● What the task requires
Search the listing for the string "usize". Copy every line that has it.

● Stored data
□ □ □

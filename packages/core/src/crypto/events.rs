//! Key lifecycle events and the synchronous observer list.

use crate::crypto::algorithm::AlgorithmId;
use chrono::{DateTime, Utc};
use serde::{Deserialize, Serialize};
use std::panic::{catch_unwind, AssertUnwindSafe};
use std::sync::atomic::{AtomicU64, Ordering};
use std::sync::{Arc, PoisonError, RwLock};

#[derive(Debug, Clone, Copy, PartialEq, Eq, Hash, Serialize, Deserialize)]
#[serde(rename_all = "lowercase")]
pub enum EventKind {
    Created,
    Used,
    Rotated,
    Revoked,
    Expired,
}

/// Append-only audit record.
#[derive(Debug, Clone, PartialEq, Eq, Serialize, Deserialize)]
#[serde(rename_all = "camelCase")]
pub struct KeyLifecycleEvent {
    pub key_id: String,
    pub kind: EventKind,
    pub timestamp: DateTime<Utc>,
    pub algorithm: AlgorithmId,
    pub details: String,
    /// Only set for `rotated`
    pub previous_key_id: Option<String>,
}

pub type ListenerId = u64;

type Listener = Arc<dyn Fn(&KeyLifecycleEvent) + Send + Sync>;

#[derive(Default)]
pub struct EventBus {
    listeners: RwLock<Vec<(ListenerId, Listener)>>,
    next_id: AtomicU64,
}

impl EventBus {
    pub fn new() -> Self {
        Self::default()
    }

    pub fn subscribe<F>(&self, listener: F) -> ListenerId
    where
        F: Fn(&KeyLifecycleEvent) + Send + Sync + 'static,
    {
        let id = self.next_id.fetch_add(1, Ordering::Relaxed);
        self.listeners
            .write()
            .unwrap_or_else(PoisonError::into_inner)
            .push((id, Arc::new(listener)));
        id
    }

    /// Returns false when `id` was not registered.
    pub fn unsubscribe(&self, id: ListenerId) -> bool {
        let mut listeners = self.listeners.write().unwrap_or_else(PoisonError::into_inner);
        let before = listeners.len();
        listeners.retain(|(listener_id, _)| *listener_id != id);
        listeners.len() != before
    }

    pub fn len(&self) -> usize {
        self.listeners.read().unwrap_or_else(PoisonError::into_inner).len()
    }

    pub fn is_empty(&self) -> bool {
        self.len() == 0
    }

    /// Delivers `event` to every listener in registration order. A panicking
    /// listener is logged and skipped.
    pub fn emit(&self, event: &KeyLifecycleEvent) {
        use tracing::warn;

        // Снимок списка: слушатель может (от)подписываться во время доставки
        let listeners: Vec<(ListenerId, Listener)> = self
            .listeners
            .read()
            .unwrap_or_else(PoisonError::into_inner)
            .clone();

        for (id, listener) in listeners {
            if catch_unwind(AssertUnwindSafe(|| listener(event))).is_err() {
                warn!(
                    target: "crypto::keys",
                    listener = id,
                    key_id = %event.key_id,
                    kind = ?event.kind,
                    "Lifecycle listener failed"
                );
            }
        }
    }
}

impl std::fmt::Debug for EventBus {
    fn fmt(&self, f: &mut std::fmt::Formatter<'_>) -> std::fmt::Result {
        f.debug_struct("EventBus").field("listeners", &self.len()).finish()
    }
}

□ □ □

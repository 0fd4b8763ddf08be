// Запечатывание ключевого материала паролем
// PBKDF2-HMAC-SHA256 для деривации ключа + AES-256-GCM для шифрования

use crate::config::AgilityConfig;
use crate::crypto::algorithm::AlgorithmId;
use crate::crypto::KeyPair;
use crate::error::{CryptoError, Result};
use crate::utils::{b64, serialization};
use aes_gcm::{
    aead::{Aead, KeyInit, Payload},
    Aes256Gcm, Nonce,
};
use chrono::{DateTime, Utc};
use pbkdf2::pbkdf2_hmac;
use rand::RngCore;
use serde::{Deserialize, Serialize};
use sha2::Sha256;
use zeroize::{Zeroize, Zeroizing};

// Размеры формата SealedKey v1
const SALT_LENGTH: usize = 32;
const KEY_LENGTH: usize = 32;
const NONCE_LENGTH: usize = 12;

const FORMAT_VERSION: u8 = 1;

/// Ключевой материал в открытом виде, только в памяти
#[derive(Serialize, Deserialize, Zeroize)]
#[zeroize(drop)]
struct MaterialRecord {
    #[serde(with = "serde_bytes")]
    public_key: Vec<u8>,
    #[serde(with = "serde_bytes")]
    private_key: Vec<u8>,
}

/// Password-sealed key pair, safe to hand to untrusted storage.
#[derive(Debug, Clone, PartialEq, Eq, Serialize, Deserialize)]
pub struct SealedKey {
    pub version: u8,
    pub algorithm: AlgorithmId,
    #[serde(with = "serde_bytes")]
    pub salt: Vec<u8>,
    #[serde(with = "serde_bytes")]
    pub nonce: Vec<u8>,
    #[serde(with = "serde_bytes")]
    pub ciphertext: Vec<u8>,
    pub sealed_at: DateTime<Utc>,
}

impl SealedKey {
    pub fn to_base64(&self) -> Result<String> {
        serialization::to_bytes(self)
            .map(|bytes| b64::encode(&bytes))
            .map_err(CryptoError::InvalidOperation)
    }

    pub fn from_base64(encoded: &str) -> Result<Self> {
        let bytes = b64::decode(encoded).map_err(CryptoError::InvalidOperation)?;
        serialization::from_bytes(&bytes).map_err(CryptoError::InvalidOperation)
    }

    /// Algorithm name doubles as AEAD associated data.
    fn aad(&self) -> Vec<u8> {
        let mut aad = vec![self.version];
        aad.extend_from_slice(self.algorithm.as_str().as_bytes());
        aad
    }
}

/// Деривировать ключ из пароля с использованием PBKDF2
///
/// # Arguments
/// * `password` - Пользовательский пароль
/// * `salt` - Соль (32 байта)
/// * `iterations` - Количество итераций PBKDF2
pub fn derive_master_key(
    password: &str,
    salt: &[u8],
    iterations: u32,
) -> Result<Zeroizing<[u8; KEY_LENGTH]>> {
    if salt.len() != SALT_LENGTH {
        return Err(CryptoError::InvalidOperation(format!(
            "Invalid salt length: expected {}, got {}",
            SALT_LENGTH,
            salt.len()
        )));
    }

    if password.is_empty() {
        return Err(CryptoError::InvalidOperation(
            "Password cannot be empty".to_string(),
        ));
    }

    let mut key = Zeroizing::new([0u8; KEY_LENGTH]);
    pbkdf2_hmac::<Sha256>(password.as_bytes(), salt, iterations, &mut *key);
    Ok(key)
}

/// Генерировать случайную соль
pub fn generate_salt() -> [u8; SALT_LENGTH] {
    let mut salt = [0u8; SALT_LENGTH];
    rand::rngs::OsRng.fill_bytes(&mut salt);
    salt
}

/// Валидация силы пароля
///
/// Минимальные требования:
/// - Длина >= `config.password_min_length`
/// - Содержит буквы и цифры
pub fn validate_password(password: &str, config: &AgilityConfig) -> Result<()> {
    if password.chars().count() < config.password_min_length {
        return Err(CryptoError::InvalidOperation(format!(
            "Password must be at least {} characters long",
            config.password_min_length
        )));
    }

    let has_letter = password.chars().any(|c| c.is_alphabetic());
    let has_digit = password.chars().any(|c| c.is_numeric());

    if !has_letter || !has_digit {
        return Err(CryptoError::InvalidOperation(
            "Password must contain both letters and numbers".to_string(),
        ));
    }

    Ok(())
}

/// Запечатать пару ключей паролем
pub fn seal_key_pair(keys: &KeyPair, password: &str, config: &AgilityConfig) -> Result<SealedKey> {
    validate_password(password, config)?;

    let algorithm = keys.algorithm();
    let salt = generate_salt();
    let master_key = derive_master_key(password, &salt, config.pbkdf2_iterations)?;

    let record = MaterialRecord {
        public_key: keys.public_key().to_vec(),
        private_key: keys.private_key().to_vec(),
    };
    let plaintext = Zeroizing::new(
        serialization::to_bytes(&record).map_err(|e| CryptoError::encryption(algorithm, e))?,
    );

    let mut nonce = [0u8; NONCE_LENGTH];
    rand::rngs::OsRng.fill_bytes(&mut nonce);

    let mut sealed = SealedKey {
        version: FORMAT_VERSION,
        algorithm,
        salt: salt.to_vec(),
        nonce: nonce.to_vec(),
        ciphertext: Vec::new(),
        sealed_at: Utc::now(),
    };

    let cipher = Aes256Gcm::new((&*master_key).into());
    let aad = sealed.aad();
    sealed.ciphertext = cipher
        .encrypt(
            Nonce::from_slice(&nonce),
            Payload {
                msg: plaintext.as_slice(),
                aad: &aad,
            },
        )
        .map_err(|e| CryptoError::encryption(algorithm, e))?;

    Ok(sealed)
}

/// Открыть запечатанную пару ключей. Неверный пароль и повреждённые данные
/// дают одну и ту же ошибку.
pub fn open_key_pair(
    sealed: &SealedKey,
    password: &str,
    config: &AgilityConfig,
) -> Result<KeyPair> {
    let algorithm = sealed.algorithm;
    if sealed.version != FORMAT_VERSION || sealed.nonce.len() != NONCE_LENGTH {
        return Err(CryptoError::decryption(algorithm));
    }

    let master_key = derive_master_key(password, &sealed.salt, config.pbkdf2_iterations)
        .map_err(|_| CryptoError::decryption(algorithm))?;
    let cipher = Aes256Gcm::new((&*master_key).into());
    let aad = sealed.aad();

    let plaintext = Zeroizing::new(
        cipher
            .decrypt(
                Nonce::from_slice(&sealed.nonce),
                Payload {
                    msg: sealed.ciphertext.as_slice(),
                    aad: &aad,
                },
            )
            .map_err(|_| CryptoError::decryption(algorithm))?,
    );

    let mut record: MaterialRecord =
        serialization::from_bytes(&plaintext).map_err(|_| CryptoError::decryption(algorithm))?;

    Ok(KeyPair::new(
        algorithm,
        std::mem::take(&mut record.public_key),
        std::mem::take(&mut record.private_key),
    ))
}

□ □ □

● Finished task
    pub fn len(&self) -> usize {
const SALT_LENGTH: usize = 32;
const KEY_LENGTH: usize = 32;
const NONCE_LENGTH: usize = 12;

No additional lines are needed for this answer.